Collected data entries
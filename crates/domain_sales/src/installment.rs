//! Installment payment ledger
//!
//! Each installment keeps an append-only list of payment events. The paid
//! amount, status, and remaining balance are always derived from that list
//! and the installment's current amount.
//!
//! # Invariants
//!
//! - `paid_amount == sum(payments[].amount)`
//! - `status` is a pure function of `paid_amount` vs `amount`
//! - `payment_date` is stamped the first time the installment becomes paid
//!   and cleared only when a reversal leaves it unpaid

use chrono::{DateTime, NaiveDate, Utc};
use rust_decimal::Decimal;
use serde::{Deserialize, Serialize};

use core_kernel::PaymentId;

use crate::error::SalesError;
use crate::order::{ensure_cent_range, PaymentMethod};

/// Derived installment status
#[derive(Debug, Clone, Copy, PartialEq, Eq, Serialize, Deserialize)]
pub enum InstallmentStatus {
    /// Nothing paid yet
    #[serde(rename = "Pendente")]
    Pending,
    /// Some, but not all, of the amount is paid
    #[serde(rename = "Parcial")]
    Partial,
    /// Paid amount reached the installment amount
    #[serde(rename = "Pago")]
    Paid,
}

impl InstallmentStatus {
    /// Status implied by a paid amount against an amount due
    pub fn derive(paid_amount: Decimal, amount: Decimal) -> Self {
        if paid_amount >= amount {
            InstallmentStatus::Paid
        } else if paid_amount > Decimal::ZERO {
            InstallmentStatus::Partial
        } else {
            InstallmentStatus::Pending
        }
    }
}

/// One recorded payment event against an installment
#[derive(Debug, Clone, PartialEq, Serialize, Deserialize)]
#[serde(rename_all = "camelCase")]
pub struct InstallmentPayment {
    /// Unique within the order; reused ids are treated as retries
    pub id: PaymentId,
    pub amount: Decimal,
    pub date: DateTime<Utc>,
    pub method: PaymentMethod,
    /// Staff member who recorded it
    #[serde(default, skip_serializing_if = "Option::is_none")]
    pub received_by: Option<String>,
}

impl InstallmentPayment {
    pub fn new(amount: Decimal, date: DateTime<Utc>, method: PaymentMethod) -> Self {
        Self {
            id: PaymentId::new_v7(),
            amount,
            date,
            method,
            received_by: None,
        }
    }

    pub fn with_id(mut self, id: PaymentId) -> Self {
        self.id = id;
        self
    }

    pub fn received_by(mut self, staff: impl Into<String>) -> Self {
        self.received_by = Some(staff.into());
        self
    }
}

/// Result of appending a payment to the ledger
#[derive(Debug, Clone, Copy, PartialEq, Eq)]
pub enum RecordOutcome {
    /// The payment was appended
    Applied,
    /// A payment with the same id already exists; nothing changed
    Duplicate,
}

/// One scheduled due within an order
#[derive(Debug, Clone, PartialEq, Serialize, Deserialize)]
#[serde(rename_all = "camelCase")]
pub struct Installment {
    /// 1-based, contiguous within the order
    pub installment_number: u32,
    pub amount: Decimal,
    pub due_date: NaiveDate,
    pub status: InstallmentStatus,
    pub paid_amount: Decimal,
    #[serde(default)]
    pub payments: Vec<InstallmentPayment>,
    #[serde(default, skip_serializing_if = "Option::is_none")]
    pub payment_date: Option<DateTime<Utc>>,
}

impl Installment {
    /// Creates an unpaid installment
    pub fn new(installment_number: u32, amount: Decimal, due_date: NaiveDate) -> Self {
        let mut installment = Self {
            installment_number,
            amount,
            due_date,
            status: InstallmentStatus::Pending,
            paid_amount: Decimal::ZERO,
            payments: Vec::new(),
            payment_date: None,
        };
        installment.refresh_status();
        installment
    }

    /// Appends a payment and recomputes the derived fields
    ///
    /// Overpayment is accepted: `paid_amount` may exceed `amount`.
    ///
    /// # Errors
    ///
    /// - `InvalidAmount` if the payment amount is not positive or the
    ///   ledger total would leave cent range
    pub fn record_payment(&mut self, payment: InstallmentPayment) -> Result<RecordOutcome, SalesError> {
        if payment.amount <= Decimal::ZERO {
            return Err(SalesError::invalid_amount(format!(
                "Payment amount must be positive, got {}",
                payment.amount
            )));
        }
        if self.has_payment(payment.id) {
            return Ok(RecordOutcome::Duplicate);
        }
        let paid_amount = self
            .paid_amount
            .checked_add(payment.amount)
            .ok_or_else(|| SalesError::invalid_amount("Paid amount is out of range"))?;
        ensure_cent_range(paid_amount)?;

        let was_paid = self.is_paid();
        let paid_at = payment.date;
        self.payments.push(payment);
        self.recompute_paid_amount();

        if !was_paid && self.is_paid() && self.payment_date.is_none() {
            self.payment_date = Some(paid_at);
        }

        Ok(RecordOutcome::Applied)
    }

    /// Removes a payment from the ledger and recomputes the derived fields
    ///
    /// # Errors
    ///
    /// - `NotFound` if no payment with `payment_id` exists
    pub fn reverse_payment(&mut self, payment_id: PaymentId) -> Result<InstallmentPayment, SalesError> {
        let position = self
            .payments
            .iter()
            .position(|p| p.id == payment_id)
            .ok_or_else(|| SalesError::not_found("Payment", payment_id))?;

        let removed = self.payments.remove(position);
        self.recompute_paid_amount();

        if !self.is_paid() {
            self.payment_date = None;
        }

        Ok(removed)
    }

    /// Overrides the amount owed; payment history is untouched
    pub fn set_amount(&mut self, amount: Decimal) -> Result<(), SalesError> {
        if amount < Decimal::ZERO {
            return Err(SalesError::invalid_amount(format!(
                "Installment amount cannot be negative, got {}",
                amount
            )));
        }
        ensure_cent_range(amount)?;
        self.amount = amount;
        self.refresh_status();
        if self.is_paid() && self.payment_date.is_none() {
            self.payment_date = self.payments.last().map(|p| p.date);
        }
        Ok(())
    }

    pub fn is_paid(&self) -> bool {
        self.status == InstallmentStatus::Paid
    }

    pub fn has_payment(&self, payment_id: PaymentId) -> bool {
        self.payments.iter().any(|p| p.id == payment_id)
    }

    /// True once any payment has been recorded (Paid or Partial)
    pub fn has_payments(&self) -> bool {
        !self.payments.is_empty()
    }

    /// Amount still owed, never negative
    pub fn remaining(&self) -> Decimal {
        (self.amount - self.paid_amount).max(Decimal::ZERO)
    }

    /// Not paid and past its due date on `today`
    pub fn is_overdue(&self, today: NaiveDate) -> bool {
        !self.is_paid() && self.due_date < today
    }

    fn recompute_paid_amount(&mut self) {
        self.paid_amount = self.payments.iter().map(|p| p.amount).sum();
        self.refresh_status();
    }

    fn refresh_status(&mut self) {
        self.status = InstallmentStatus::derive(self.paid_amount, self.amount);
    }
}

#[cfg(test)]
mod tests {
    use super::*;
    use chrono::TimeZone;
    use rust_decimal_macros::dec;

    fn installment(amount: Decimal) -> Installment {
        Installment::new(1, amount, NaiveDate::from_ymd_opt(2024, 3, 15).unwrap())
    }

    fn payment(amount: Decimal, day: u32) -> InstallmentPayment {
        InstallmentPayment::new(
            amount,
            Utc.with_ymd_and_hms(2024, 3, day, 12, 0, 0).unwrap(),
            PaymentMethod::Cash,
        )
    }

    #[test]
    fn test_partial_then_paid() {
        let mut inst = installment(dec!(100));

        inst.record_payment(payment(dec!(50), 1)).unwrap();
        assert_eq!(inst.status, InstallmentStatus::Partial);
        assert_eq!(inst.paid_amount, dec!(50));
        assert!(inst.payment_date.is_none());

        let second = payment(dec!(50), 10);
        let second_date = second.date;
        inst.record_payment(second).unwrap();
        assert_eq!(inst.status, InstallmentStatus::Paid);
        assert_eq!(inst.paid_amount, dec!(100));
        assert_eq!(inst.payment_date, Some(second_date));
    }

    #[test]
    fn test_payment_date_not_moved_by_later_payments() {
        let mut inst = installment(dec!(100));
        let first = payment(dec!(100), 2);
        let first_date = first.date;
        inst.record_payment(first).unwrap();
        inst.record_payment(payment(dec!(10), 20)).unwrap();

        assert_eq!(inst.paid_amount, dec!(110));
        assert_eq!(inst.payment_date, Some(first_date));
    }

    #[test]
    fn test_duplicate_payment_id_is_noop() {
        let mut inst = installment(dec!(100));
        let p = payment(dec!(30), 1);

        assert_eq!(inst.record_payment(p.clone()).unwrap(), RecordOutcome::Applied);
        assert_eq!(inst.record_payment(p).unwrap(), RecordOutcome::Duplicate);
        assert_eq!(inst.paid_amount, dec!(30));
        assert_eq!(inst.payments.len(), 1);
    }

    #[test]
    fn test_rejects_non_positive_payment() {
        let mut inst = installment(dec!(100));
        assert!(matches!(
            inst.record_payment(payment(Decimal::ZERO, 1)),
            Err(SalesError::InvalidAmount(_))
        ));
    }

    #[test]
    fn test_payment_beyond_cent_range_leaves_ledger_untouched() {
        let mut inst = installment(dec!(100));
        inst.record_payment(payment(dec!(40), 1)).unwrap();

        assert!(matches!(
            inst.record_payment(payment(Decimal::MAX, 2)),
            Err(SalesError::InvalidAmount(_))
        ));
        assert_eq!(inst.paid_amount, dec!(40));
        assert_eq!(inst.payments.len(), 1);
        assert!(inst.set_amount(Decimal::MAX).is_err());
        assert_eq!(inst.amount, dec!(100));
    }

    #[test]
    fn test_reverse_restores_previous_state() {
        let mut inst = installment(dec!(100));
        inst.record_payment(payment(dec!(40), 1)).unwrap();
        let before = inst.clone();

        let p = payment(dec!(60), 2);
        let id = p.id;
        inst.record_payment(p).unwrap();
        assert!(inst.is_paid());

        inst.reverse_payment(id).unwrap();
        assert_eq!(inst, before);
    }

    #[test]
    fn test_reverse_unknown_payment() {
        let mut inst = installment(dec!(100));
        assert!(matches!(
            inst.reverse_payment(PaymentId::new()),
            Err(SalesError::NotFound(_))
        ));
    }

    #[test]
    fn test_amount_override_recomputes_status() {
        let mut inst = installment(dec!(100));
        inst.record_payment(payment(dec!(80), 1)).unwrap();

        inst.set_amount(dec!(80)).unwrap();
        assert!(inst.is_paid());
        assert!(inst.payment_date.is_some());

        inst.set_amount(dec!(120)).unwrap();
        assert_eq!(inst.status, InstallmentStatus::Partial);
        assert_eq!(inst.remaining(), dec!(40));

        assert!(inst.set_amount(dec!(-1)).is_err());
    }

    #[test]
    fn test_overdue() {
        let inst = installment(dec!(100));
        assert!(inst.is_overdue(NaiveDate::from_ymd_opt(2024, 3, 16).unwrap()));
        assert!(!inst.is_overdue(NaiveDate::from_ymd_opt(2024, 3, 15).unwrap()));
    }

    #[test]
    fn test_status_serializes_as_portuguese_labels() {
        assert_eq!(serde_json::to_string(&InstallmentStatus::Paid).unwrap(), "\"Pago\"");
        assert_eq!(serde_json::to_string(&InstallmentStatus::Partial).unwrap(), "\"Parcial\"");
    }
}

• **INSTRUCTIONS FOR THE TASK**: Across the entries above, how many lines contain the string "ZERO"? The number alone is the answer.

• **EXPECTED ANSWER**: 6